It is these kinds of exaggerations and equivocations that have been at the root of this debate. I like the fundamental, large-format conical horn design, but no horn manufacturer of products intended to mount 1" compression devices claims to provide usable response to 48Khz. It is not appropriate for you to mention this in connection with your Unity device either. Please see my previous post called "UHF."
------------Wayne,
I still feel like there is a huge language barrier which is filtering much useful discussion. We have a few instances here of your own presumption of what we have claimed and other cases where you have your own connotative definitions which differ from the veracular of the industry.

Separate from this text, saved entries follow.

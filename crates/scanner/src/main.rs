use std::fs;
use std::path::{Path, PathBuf};
use std::time::Duration;

use library::{Catalog, CatalogOptions};
use scanner::config::{config_path_from_env, load_or_create_config, resolve_path};
use scanner::{
    render_report, status_line, summary_line, ScanEvent, ScanEventKind, ScanService, ScanSettings,
    ScanStats,
};
use tokio::sync::broadcast::{self, error::RecvError};
use tracing::{debug, info, warn};

const REPORT_FILE: &str = "last_scan_report.txt";
const STATS_FILE: &str = "last_scan.json";
const DRAIN_TIMEOUT: Duration = Duration::from_secs(5);

#[tokio::main]
async fn main() -> Result<(), Box<dyn std::error::Error>> {
    let filter = tracing_subscriber::EnvFilter::try_from_default_env()
        .unwrap_or_else(|_| "info".into());
    tracing_subscriber::fmt().with_env_filter(filter).init();

    let config_path = config_path_from_env();
    let (config, created) = load_or_create_config(&config_path)?;
    if created {
        info!("Created default config at {:?}", config_path);
    } else {
        info!("Loaded config from {:?}", config_path);
    }
    if config.roots.is_empty() {
        warn!("No music roots configured; add some to {:?}", config_path);
    }

    let index_path = resolve_path(&config_path, &config.index_path);
    let catalog = Catalog::open(
        &index_path,
        CatalogOptions {
            prune_genres: config.prune_genres,
        },
    )?;
    let counts = catalog.counts()?;
    info!(
        "Catalog has {} artists, {} releases, {} genres, {} tracks",
        counts.artists, counts.releases, counts.genres, counts.tracks
    );

    let output_dir = index_path
        .parent()
        .map(Path::to_path_buf)
        .unwrap_or_else(|| PathBuf::from("."));
    let settings = ScanSettings::from_config(&config_path, &config);
    let service = ScanService::start(catalog, settings);
    let watcher = tokio::spawn(follow_events(service.subscribe(), output_dir));

    if config.scan_on_startup {
        if let Err(err) = service.start_now() {
            warn!("Startup scan not started: {}", err);
        }
    } else {
        info!("{}", status_line(&service.status()));
    }

    shutdown_signal().await;
    service.shutdown().await;
    drop(service);
    // The watcher ends once the event channel closes, after the last report is written.
    if tokio::time::timeout(DRAIN_TIMEOUT, watcher).await.is_err() {
        warn!("Scan event watcher did not finish in time");
    }
    Ok(())
}

async fn follow_events(mut rx: broadcast::Receiver<ScanEvent>, output_dir: PathBuf) {
    loop {
        let event = match rx.recv().await {
            Ok(event) => event,
            Err(RecvError::Lagged(missed)) => {
                debug!("Skipped {} scan events", missed);
                continue;
            }
            Err(RecvError::Closed) => break,
        };
        match event.kind {
            ScanEventKind::Scheduled | ScanEventKind::Started => {
                info!("{}", status_line(&event.status));
            }
            ScanEventKind::Progress => debug!("{}", status_line(&event.status)),
            ScanEventKind::Completed => {
                let stats = match &event.status.last_complete {
                    Some(stats) => stats,
                    None => continue,
                };
                info!("Last scan: {}", summary_line(stats));
                if let Err(err) = write_outputs(&output_dir, stats) {
                    warn!("Failed to write scan report: {}", err);
                }
                info!("{}", status_line(&event.status));
            }
        }
    }
}

fn write_outputs(dir: &Path, stats: &ScanStats) -> Result<(), Box<dyn std::error::Error>> {
    fs::create_dir_all(dir)?;
    fs::write(dir.join(REPORT_FILE), render_report(stats))?;
    fs::write(dir.join(STATS_FILE), serde_json::to_string_pretty(stats)?)?;
    Ok(())
}

async fn shutdown_signal() {
    #[cfg(unix)]
    {
        use tokio::signal::unix::{signal, SignalKind};
        let mut term = match signal(SignalKind::terminate()) {
            Ok(signal) => signal,
            Err(err) => {
                warn!("Failed to install terminate signal handler: {}", err);
                return;
            }
        };
        tokio::select! {
            _ = tokio::signal::ctrl_c() => {},
            _ = term.recv() => {},
        }
    }

    #[cfg(not(unix))]
    {
        if let Err(err) = tokio::signal::ctrl_c().await {
            warn!("Failed to listen for ctrl-c: {}", err);
        }
    }

    info!("Shutdown signal received.");
}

I guess the first point to clarify is that the Unity Summation Aperture is NOT a single specific embodiment of the design. It is the concept and relationship between the drive units, a lens, the loading points of the drive units, and the bandwidth each cover. The design can be extended in either direction, toward high frequency or low frequency. It only requires appropriate drive units.
Obviously the term "loading" of a driver has caused great confusion for you, as you apparently have your own definition of what loading is and by what method that is provided. Again, we have only claimed that the horn will operate as a point source over its intended range, which is limited by the angle and dimension of the flare. Above you state that ultra high frequency operation is "not possible with the devices you currently use in the Unity design." True, and we never said it could, but we said that the patented design can be continued on the small end if we had suitable drive units. YOU are the only one who limited possibilities to a 1" compression driver. A true conical shape would continue down to an infinitely small point. Our high frequency limit is only dictated by how close to this ideal we can get, and finding suitable drive units(there are other possibilities beyond conventional compression drivers. As an example, there is no reason that a Unity Aperture design could not be done with say 4 midranges, with another 4 high frequency drivers loaded closer to the apex than the midranges, and the flare continued on to an apex of 0.25" or smaller if desired. So long as the distances are kept acoustically small, this holds true.
To better suit your own definitions, maybe it would be more clear to think of the unity design as achieving operation as a single source within the bandwidth dictated by the dimensions and angle of the horn. The dimensions of the apex and the mouth dictate the range which the constructed flare presents a load to the drivers. Each set of drive units see an acoustic load within their operating passband. If a 5'x5' mouth flare was constructed, we could easily provide loading to 4 to 6 segments with proper drive units. The patent is not tied to any specific drive unit, only an acoustic device with appropriate parameters.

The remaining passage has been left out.